◆ TASK DETAILS:
Report back each line of the records that contains the string "chrono".

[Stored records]
◆ ◆ ◆ ◆
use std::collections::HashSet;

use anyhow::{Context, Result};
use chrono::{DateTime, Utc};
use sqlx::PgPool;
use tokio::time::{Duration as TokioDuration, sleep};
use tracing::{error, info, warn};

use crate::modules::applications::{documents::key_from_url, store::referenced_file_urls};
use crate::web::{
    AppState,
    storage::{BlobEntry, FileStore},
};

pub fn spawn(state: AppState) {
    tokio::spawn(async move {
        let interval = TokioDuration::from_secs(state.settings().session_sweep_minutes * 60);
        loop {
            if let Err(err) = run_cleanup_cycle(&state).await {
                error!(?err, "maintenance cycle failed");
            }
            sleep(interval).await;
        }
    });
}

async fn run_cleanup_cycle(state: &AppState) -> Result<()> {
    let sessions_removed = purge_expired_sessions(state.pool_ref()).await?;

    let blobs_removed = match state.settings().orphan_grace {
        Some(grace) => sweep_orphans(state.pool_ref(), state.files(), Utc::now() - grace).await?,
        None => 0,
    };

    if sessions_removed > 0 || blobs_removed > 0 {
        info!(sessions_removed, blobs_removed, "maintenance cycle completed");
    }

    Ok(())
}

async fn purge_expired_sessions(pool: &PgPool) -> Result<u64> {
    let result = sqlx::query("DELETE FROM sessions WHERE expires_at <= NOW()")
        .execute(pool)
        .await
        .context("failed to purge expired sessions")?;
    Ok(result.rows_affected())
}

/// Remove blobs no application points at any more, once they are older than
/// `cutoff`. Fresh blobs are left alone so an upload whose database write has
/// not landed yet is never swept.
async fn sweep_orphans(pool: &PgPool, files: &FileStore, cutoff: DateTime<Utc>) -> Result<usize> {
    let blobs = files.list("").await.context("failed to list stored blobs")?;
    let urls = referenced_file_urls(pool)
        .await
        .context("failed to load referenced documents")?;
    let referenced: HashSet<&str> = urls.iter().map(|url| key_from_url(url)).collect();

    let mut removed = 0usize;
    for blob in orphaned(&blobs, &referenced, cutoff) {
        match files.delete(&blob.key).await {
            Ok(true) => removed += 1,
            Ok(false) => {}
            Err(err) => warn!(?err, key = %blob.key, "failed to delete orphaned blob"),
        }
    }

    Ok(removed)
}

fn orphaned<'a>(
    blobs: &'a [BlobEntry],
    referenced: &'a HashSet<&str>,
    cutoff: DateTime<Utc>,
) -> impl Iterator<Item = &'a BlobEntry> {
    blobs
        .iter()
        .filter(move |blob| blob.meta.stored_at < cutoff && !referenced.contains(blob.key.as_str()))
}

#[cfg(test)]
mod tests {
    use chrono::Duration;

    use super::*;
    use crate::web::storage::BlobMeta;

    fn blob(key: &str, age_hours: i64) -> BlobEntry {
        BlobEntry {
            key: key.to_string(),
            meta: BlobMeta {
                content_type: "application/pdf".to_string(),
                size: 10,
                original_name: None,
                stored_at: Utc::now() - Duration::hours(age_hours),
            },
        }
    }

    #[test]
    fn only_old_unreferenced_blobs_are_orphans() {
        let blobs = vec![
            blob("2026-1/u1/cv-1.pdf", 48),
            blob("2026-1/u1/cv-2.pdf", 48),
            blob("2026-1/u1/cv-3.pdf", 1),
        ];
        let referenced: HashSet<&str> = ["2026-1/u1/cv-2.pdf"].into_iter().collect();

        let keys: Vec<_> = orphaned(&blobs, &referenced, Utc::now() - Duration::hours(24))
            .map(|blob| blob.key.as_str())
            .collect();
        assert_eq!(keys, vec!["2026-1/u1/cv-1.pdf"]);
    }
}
◆ ◆ ◆ ◆
◆ RESULT OF THE EXERCISE:
use chrono::{DateTime, Utc};
    use chrono::Duration;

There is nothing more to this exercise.